The Jacksons brought this action under a variety of legal theories, some overlapping, which included alleged violations of the PSA, breach of contract, fraud, breach of the implied warranty of merchantability, and negligence. The negligence claim was not submitted to the jury. The jury found that Swift Eckrich violated the PSA, breached its contracts with the Jacksons, and committed common law fraud. The jury found in favor of Swift Eckrich on the breach of the implied warranty of merchantability, a claim which was premised on the Jacksons' allegation that Swift Eckrich sold them bad poults. The jury awarded the Jacksons $251,000 for Swift Eckrich's failure to offer performance contracts to the Jacksons for 1989, 1990, and 1991. It also awarded $50,000 to the Jacksons for "other violations" of the PSA, and $40,000 for breach of contract and fraud.

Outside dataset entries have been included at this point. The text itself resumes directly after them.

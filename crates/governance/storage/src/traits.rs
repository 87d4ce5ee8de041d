use crate::StorageResult;
use async_trait::async_trait;
use governance_types::{AgentId, Scorecard, TimeWindow, TrustLineageRecord};

/// Storage interface for signed scorecards.
#[async_trait]
pub trait ScorecardStore: Send + Sync {
    /// Persist a scorecard into agent-scoped and global history and move the
    /// agent's latest pointer to it. Either everything is written or nothing is.
    async fn store_scorecard(&self, scorecard: Scorecard) -> StorageResult<()>;

    /// The scorecard the agent's latest pointer refers to.
    async fn latest_scorecard(&self, agent_id: &AgentId) -> StorageResult<Option<Scorecard>>;

    async fn get_scorecard(
        &self,
        agent_id: &AgentId,
        scorecard_id: &str,
    ) -> StorageResult<Option<Scorecard>>;

    /// Agent history newest-first, restricted to `window`.
    async fn scorecard_history(
        &self,
        agent_id: &AgentId,
        window: TimeWindow,
        limit: Option<usize>,
    ) -> StorageResult<Vec<Scorecard>>;

    /// Most recent scorecards across every agent, newest-first.
    async fn global_history(&self, limit: usize) -> StorageResult<Vec<Scorecard>>;

    /// Agents with at least one stored scorecard.
    async fn list_agents(&self) -> StorageResult<Vec<AgentId>>;
}

/// Storage interface for append-only trust lineage records.
#[async_trait]
pub trait LineageStore: Send + Sync {
    /// Persist a record under its id, source and target indices and point
    /// the (source, target) pair index at it.
    async fn store_lineage(&self, record: TrustLineageRecord) -> StorageResult<()>;

    async fn get_lineage(&self, lineage_id: &str) -> StorageResult<Option<TrustLineageRecord>>;

    /// Records delegated by `agent_id`, newest-first.
    async fn lineage_by_source(&self, agent_id: &AgentId)
        -> StorageResult<Vec<TrustLineageRecord>>;

    /// Records delegated to `agent_id`, newest-first.
    async fn lineage_by_target(&self, agent_id: &AgentId)
        -> StorageResult<Vec<TrustLineageRecord>>;

    /// Id of the most recent record from `source` to `target`.
    async fn pair_lookup(&self, source: &AgentId, target: &AgentId)
        -> StorageResult<Option<String>>;
}

/// Unified storage bundle used by the scorecard and lineage services.
pub trait TrustStorage: ScorecardStore + LineageStore + Send + Sync {}

impl<T> TrustStorage for T where T: ScorecardStore + LineageStore + Send + Sync {}

pub(crate) fn newest_first_scorecards(scorecards: &mut [Scorecard]) {
    scorecards.sort_by(|a, b| {
        b.timestamp
            .cmp(&a.timestamp)
            .then_with(|| b.scorecard_id.cmp(&a.scorecard_id))
    });
}

pub(crate) fn newest_first_lineage(records: &mut [TrustLineageRecord]) {
    records.sort_by(|a, b| {
        b.timestamp
            .cmp(&a.timestamp)
            .then_with(|| b.lineage_id.cmp(&a.lineage_id))
    });
}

Following the verdict, Swift Eckrich filed a motion for judgment as a matter of law, maintaining that the doctrine of primary jurisdiction should have precluded the issues regarding the alleged PSA violations from reaching the jury. The district court granted the motion in part, holding that the allegation of a PSA violation based upon Swift Eckrich's practice of offering different contracts to various growers was more appropriately addressed by the administrative agency, i.e. the Packers and Stockyards Administration (a division of the Department of Agriculture), charged with oversight of the PSA. See 836 F.Supp. at 1450-56. As a result, an amended judgment was issued, reducing the damages award by $251,000. The district court left intact that portion of the award based on "other" PSA violations, holding that the expertise of the Secretary of Agriculture was not necessary to determine whether such acts or practices violated the PSA. Id. at 1457. The district court also held that, if it were wrong on the primary jurisdiction question, it would nonetheless grant judgment as a matter of law to Swift-Eckrich with regard to its failure to offer performance contracts because, as a matter of law, the failure to offer performance contracts did not violate the PSA. Id. at 1456. The Jacksons filed a notice of appeal from the partial grant of judgment as a matter of law on November 23, 1993, and on December 7, 1993, Swift Eckrich cross-appealed from the district court's denial of the rest of its motion for judgment as a matter of law. At the request of this court, the United States filed a brief, as amicus curiae, on the issue of primary jurisdiction.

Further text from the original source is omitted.